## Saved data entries
BEGIN

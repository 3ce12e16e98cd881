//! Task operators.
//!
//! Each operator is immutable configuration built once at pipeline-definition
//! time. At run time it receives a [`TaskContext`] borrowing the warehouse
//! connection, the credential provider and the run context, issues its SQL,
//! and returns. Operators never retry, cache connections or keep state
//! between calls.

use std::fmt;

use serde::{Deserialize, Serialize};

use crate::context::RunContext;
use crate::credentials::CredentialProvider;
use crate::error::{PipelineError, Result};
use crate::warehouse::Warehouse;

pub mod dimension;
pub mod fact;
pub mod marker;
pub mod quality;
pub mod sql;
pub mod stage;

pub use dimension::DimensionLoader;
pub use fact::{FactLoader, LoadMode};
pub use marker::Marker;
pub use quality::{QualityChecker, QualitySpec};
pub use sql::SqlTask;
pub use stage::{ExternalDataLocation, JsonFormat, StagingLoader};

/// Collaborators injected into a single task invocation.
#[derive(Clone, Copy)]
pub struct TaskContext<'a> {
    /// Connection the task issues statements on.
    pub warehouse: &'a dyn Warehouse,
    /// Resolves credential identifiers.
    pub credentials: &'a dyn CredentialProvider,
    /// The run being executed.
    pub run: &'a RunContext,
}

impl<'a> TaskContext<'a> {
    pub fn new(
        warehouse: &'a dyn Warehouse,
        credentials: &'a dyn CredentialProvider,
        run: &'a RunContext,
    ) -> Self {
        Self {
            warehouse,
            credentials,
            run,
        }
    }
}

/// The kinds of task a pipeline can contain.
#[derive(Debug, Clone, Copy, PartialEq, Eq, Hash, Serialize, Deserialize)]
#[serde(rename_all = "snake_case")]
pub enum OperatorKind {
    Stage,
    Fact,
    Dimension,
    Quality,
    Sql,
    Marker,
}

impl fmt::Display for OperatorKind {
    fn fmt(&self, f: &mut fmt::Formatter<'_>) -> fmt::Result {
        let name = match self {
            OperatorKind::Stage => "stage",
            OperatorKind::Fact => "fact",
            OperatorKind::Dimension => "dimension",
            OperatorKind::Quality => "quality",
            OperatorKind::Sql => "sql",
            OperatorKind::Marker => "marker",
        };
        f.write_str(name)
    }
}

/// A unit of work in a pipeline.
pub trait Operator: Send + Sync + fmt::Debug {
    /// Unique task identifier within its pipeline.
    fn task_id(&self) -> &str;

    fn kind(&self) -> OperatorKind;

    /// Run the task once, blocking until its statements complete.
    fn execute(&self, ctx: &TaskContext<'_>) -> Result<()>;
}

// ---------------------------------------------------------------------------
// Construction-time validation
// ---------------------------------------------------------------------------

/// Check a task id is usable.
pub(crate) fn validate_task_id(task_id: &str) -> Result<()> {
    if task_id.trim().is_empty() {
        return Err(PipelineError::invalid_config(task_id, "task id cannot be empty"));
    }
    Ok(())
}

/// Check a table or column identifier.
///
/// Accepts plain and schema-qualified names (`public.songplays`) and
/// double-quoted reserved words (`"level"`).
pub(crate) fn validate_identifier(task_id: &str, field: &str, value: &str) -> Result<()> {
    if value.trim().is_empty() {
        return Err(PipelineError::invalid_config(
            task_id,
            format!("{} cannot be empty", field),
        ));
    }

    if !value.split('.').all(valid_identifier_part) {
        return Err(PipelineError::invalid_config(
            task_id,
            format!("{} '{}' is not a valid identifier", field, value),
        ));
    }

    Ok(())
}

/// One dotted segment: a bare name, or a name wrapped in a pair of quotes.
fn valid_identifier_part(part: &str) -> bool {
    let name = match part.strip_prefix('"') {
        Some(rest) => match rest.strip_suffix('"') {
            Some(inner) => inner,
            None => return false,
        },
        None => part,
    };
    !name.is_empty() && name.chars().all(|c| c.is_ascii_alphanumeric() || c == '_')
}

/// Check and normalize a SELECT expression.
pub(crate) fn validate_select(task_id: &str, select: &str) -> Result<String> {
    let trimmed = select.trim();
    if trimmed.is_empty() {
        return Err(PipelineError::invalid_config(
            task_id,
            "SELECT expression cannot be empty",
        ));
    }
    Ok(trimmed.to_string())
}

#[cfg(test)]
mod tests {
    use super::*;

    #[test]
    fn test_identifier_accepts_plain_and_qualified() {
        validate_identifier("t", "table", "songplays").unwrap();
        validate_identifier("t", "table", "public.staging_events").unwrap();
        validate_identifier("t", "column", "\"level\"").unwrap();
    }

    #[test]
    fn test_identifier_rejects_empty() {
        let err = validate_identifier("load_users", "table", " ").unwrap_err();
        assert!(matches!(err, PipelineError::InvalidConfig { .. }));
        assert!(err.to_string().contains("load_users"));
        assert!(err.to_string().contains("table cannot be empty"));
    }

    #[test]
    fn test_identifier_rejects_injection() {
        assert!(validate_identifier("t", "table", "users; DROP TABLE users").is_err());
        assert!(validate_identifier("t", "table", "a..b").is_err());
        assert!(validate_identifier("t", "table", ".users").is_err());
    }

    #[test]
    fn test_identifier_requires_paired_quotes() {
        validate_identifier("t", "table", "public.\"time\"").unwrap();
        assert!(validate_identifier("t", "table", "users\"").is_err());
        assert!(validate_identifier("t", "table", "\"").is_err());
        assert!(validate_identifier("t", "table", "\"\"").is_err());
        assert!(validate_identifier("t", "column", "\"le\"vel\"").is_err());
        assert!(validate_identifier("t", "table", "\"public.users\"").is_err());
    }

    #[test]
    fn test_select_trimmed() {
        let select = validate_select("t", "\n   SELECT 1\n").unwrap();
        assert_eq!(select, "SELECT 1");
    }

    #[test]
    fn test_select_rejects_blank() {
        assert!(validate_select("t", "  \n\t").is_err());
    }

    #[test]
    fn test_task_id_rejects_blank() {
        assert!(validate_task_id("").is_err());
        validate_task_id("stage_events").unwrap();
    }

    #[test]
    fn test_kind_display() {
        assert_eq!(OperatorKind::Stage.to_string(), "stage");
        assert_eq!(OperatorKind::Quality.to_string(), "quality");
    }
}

END

## To do
Print every entry exactly as it appears.

## Exercise result
repository 3ce12e16e98cd881
//! Task operators.
//!
//! Each operator is immutable configuration built once at pipeline-definition
//! time. At run time it receives a [`TaskContext`] borrowing the warehouse
//! connection, the credential provider and the run context, issues its SQL,
//! and returns. Operators never retry, cache connections or keep state
//! between calls.

use std::fmt;

use serde::{Deserialize, Serialize};

use crate::context::RunContext;
use crate::credentials::CredentialProvider;
use crate::error::{PipelineError, Result};
use crate::warehouse::Warehouse;

pub mod dimension;
pub mod fact;
pub mod marker;
pub mod quality;
pub mod sql;
pub mod stage;

pub use dimension::DimensionLoader;
pub use fact::{FactLoader, LoadMode};
pub use marker::Marker;
pub use quality::{QualityChecker, QualitySpec};
pub use sql::SqlTask;
pub use stage::{ExternalDataLocation, JsonFormat, StagingLoader};

/// Collaborators injected into a single task invocation.
#[derive(Clone, Copy)]
pub struct TaskContext<'a> {
    /// Connection the task issues statements on.
    pub warehouse: &'a dyn Warehouse,
    /// Resolves credential identifiers.
    pub credentials: &'a dyn CredentialProvider,
    /// The run being executed.
    pub run: &'a RunContext,
}

impl<'a> TaskContext<'a> {
    pub fn new(
        warehouse: &'a dyn Warehouse,
        credentials: &'a dyn CredentialProvider,
        run: &'a RunContext,
    ) -> Self {
        Self {
            warehouse,
            credentials,
            run,
        }
    }
}

/// The kinds of task a pipeline can contain.
#[derive(Debug, Clone, Copy, PartialEq, Eq, Hash, Serialize, Deserialize)]
#[serde(rename_all = "snake_case")]
pub enum OperatorKind {
    Stage,
    Fact,
    Dimension,
    Quality,
    Sql,
    Marker,
}

impl fmt::Display for OperatorKind {
    fn fmt(&self, f: &mut fmt::Formatter<'_>) -> fmt::Result {
        let name = match self {
            OperatorKind::Stage => "stage",
            OperatorKind::Fact => "fact",
            OperatorKind::Dimension => "dimension",
            OperatorKind::Quality => "quality",
            OperatorKind::Sql => "sql",
            OperatorKind::Marker => "marker",
        };
        f.write_str(name)
    }
}

/// A unit of work in a pipeline.
pub trait Operator: Send + Sync + fmt::Debug {
    /// Unique task identifier within its pipeline.
    fn task_id(&self) -> &str;

    fn kind(&self) -> OperatorKind;

    /// Run the task once, blocking until its statements complete.
    fn execute(&self, ctx: &TaskContext<'_>) -> Result<()>;
}

// ---------------------------------------------------------------------------
// Construction-time validation
// ---------------------------------------------------------------------------

/// Check a task id is usable.
pub(crate) fn validate_task_id(task_id: &str) -> Result<()> {
    if task_id.trim().is_empty() {
        return Err(PipelineError::invalid_config(task_id, "task id cannot be empty"));
    }
    Ok(())
}

/// Check a table or column identifier.
///
/// Accepts plain and schema-qualified names (`public.songplays`) and
/// double-quoted reserved words (`"level"`).
pub(crate) fn validate_identifier(task_id: &str, field: &str, value: &str) -> Result<()> {
    if value.trim().is_empty() {
        return Err(PipelineError::invalid_config(
            task_id,
            format!("{} cannot be empty", field),
        ));
    }

    if !value.split('.').all(valid_identifier_part) {
        return Err(PipelineError::invalid_config(
            task_id,
            format!("{} '{}' is not a valid identifier", field, value),
        ));
    }

    Ok(())
}

/// One dotted segment: a bare name, or a name wrapped in a pair of quotes.
fn valid_identifier_part(part: &str) -> bool {
    let name = match part.strip_prefix('"') {
        Some(rest) => match rest.strip_suffix('"') {
            Some(inner) => inner,
            None => return false,
        },
        None => part,
    };
    !name.is_empty() && name.chars().all(|c| c.is_ascii_alphanumeric() || c == '_')
}

/// Check and normalize a SELECT expression.
pub(crate) fn validate_select(task_id: &str, select: &str) -> Result<String> {
    let trimmed = select.trim();
    if trimmed.is_empty() {
        return Err(PipelineError::invalid_config(
            task_id,
            "SELECT expression cannot be empty",
        ));
    }
    Ok(trimmed.to_string())
}

#[cfg(test)]
mod tests {
    use super::*;

    #[test]
    fn test_identifier_accepts_plain_and_qualified() {
        validate_identifier("t", "table", "songplays").unwrap();
        validate_identifier("t", "table", "public.staging_events").unwrap();
        validate_identifier("t", "column", "\"level\"").unwrap();
    }

    #[test]
    fn test_identifier_rejects_empty() {
        let err = validate_identifier("load_users", "table", " ").unwrap_err();
        assert!(matches!(err, PipelineError::InvalidConfig { .. }));
        assert!(err.to_string().contains("load_users"));
        assert!(err.to_string().contains("table cannot be empty"));
    }

    #[test]
    fn test_identifier_rejects_injection() {
        assert!(validate_identifier("t", "table", "users; DROP TABLE users").is_err());
        assert!(validate_identifier("t", "table", "a..b").is_err());
        assert!(validate_identifier("t", "table", ".users").is_err());
    }

    #[test]
    fn test_identifier_requires_paired_quotes() {
        validate_identifier("t", "table", "public.\"time\"").unwrap();
        assert!(validate_identifier("t", "table", "users\"").is_err());
        assert!(validate_identifier("t", "table", "\"").is_err());
        assert!(validate_identifier("t", "table", "\"\"").is_err());
        assert!(validate_identifier("t", "column", "\"le\"vel\"").is_err());
        assert!(validate_identifier("t", "table", "\"public.users\"").is_err());
    }

    #[test]
    fn test_select_trimmed() {
        let select = validate_select("t", "\n   SELECT 1\n").unwrap();
        assert_eq!(select, "SELECT 1");
    }

    #[test]
    fn test_select_rejects_blank() {
        assert!(validate_select("t", "  \n\t").is_err());
    }

    #[test]
    fn test_task_id_rejects_blank() {
        assert!(validate_task_id("").is_err());
        validate_task_id("stage_events").unwrap();
    }

    #[test]
    fn test_kind_display() {
        assert_eq!(OperatorKind::Stage.to_string(), "stage");
        assert_eq!(OperatorKind::Quality.to_string(), "quality");
    }
}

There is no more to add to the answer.